DUBAI ACQUIRES STAKE IN MARFIN
Dubai Financial Group, owned by Dubai Holding, has spent €374.5 million ($545 million) on a 6.45 percent stake in Greece's Marfin Investment Group. The Dubai firm acquired 53.5 million shares at €7 per share, increasing its stake in Marfin Investment Group from 9.6 percent to just over 16 percent. Andreas Vgenopolous, executive chairman of Marfin Investment Group, will join Dubai Financial Group as chairman of its subsidiary DFG South Eastern Europe for a period of five years. The Greek investment group raised a €5.19 billion pool of capital in July this year from the public markets, becoming the world's biggest listed private equity fund. The deal was the second acquisition of a stake in an alternative investment firm's holding company in less than a week by a Dubai Holding unit. Earlier, Dubai International Capital bought a 9.9 percent stake in Och-Ziff for $1.18 billion as the US hedge fund manager approaches an initial public offering.

BANK OF SCOTLAND BUYS INTO UK INVESTOR NETWORK
Bank of Scotland Corporate, the business arm of UK bank HBoS, has taken a strategic 19.9 percent stake in Pi Capital, a UK investor network that counts some of the country's highest profile financiers in its ranks, for an undisclosed sum. No shares were sold by existing Pi shareholders in the deal. Pi Capital finds growth equity and alternative asset investment opportunities for its members, and negotiates participation in private equity deals.
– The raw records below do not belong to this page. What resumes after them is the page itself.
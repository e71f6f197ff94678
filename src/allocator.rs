//! Copyright 2024 - The Open-Agriculture Developers
//! SPDX-License-Identifier: GPL-3.0-or-later
//! Authors: Daan Steenbergen

use std::collections::BTreeMap;

use crate::grid::{FaceKey, GridPoint, PanelKey};
use crate::interactor::Interactor;
use crate::layout_file::LayoutFile;
use crate::panel_logic::{
    ArtistAssignment, FaceShade, Highlight, ManualOutcome, PanelLogic, SectionId,
};
use crate::serializer::{self, SavePayload, SavedMap};
use crate::server::Endpoint;
use crate::show_map::{ActivateOutcome, ShowMap};
use crate::{AllocatorError, AllocatorSettings};

#[derive(Debug, Clone, Copy, PartialEq, Eq)]
pub enum Mode {
    Normal,
    ModifyLayout,
    AssignSingle,
    LoadSave,
    LabelEdit,
}

#[derive(Debug, Clone, Copy, PartialEq, Eq, Hash)]
pub enum Button {
    LoadSave,
    Modify,
    Rename,
    SaveLayout,
    ImportLayout,
    AssignAll,
    AssignSingle,
    UnassignSingle,
    Recalculate,
    Load,
    Save,
    Upload,
    ImportCsv,
    Reload,
    LayoutToText,
    LayoutFromText,
    ExportText,
}

/// Everything the shell reacts to
#[derive(Debug)]
pub enum Command {
    Press(Button),
    ClickNode(GridPoint),
    ConnectNodes(GridPoint, GridPoint),
    CancelConnect,
    ClickPanel(PanelKey),
    ClickFace { face: FaceKey, modifier: bool },
    SelectArtist(String),
    HighlightSection(Option<SectionId>),
    /// Hover emphasis for one artist's faces
    HighlightArtist(Option<String>),
    SetLabel { face: FaceKey, text: String },
    SetText(String),
    ZoomIn,
    ZoomOut,
    CsvLoaded(String),
    LayoutLoaded(Vec<u8>),
    ServerSaved(Result<String, AllocatorError>),
    ServerLoaded(Result<SavedMap, AllocatorError>),
}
Now it hopes to gain access to the bank's pipeline of growth equity deals and a range of investments in other asset classes, while the bank expects to tap the network of renowned financiers on Pi's books. David Giampaolo, chief executive of Pi Capital, told sister website PrivateEquityOnline.com: “The number one complaint from members in the past has been they wish they could see more investments. This is a transformational deal.”

PENSIONS HAVE MODEST PE RETURN EXPECTATIONS
Pension funds' expectations of private equity returns are lower than private equity managers, according to a report by accountant KPMG and UK researcher CREATE-Research. The report surveyed 61 global pension funds and 239 alternative and long-only managers. Pension funds expect private equity funds to produce returns of 11 percent, while managers expect clients to demand 18 percent. Managers believed private equity would be the strongest performing asset class, while pension funds believed quantitative funds, long-only high alpha funds and infrastructure funds would do better with an average performance of 12 percent. The disparity can partially be explained by differing views on the severity of the credit crunch, according to the authors of the report, KPMG partners Jon Mills and Anthony Cowell.

ALPHA EXCEEDS E300M FOR CEE FUND OF FUNDS
Switzerland's Alpha Associates has held the final close of its second Central and Eastern European fund of funds on €309 million ($441 million). Alpha will invest in various funds in the region targeting the mid-market, expansion finance, the secondary market and direct co-investments. According to the firm, the fund is already 40 percent committed. Insurer Allianz Group has underwritten €100 million of the fund to provide partial protection of investors' capital, in a transaction arranged by Swiss Alternative Asset Brokers. The fund attracted institutional investors from Europe and the US including the European Bank for Reconstruction and Development, a special purpose vehicle arranged by US bank Merrill Lynch, Swedish bank Hansabank, and US insurance company Minnesota Life.